The findings of the jury as above set out are sustained by the evidence, except as to No. 7, and their answer to that question is true in the sense that they doubtless íyieant it; that is to say, that, from all of the facts and circumstances shown by the evidence and known to them at the time they answered said question, the death of said Beauregard Pledger was reasonably to be expected from the result of his physical effort involved in lifting said cotton.

Opinion.

The controlling issue in this case is'whether the deceased was insured against accidental death, or only against death by accidental means. The distinction is well recognized in numerous decisions and various jurisdictions, and may be briefly stated thus:

Where the death is the result of some act, but was not designed and not anticipated by the deceased, though it be in consequence of some act voluntarily done by him, it is accidental death. Where death is caused by some act of the deceased not designed by him, or not intentionally done by him, it is death by accidental means. In other words, accidental death is an unintended and undesigned result, arising from acts done ;■ death by accidental means is where the result arises from acts unintentionally done.

Death by accident and death by accidental means is discussed and recognized in the following, among other, cases: Bryant v. Cas. Co. (Sup.) 182 S. W. 673, L. R. A. 19160, 945; Ins. Co. v. Barry, 131 U. S. 100, 9 Sup. Ct. 755, 33 L. Ed. 64; Ins. Co. v. Schmaltz, 66 Ark. 588, 53 S. W. 50, 74 Am. St. Rep. 112; Feder v. Ass’n, 107 Iowa, 538, 78 N. W. 252, 43 L. R. A. 693 , 70 Am. St. Rep. 212; Lehman v. Acc. Ass’n, 155 Iowa, 737, 133 N. W. 752, 42 L. R. A. (N. S.) 567; Shanberg v. Cas. Co., 158 Fed. 1, 85 C. C. A. 343, 19 L. R. A. (N. S.) 1206; Hood v. Cas. Co., 206 Mass. 223, 92 N. E. 329, 30 L. R. A. (N. S.) 1192, 138 Am. St. Rep. 379 ; Hastings v. Trav. Ass’n (C. C.) 190 Fed. 260; Niskern v. United Bro., 93 App. Div. 364, 87 N. Y. Supp. 640; Horsfall v. Ins. Co., 32 Wash. 132, 72 Pac. 1028, 63 L. R. A. 425, 98 Am. St. Rep. 846; Beile v. Trav. Ass’n, 155 Mo. App. 629, 135 S. W. 497; Clidero v. Scot. Acc. Ins. Co., 19 R. 355; 29 Scott, L. R. 303.

In the case last above cited the court said:

“A person may do certain acts, the result of which acts may produce unforeseen consequences and may produce what is commonly called accidental death; but the means are exactly what the man intended to use, and was prepared to use. The means are not accidental, but the result might be accidental.”

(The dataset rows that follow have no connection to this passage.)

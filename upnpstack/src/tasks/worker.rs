use std::panic::{AssertUnwindSafe, catch_unwind};
use std::thread::JoinHandle;

use crossbeam_channel::{Sender, TrySendError, bounded};
use parking_lot::Mutex;
use tracing::{debug, warn};

use super::WorkerError;

type Job = Box<dyn FnOnce() + Send + 'static>;

/// Fixed set of named threads fed by a bounded queue.
pub struct WorkerPool {
    name: String,
    sender: Mutex<Option<Sender<Job>>>,
    workers: Mutex<Vec<JoinHandle<()>>>,
}

impl WorkerPool {
    pub fn new(name: &str, workers: usize, queue: usize) -> Result<Self, WorkerError> {
        let (sender, receiver) = bounded::<Job>(queue.max(1));
        let mut handles = Vec::new();
        for i in 0..workers.max(1) {
            let receiver = receiver.clone();
            let thread_name = format!("{}-{}", name, i);
            let handle = std::thread::Builder::new()
                .name(thread_name.clone())
                .spawn(move || {
                    for job in receiver.iter() {
                        if catch_unwind(AssertUnwindSafe(job)).is_err() {
                            warn!("job panicked on {}", thread_name);
                        }
                    }
                })?;
            handles.push(handle);
        }

        Ok(Self {
            name: name.to_string(),
            sender: Mutex::new(Some(sender)),
            workers: Mutex::new(handles),
        })
    }

    /// Queues a job without blocking.
    pub fn submit<F>(&self, job: F) -> Result<(), WorkerError>
    where
        F: FnOnce() + Send + 'static,
    {
        let sender = self.sender.lock();
        let sender = sender.as_ref().ok_or(WorkerError::ShutDown)?;
        sender.try_send(Box::new(job)).map_err(|e| match e {
            TrySendError::Full(_) => WorkerError::QueueFull,
            TrySendError::Disconnected(_) => WorkerError::ShutDown,
        })
    }

    pub fn queued(&self) -> usize {
        self.sender.lock().as_ref().map_or(0, |s| s.len())
    }

    pub fn is_shut_down(&self) -> bool {
        self.sender.lock().is_none()
    }

    /// Closes the queue, lets the workers drain it and joins them.
    pub fn shutdown(&self) {
        if self.sender.lock().take().is_none() {
            return;
        }
        let workers: Vec<JoinHandle<()>> = self.workers.lock().drain(..).collect();
        let current = std::thread::current().id();
        for worker in workers {
            if worker.thread().id() != current && worker.join().is_err() {
                warn!("worker of {} panicked", self.name);
            }
        }
        debug!("worker pool {} drained", self.name);
    }
}

impl Drop for WorkerPool {
    fn drop(&mut self) {
        self.shutdown();
    }
}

Which is to say the death may be accidental, though not caused by accidental means.

Corpus Juris, vol. 1, p. 390, in defining “accident” says:

“In its most commonly accepted meaning the word denotes an event that takes place without one’s foresight or expectation; an event that proceeds from an unknown cause, or is an unusual effect of a known cause, and therefore was not expected; * * * an event which under the circumstances is unusual and unexpected by the person to whom it happens.”

A similar definition of accident is given in 14 R. C. L. 1238. The texts of these excellent treatises are amply supported by the numerous authorities cited in their notes.

On the other hand, the means by which a result is produced can never be said to be accidental, if the act done is just what the party intended to do.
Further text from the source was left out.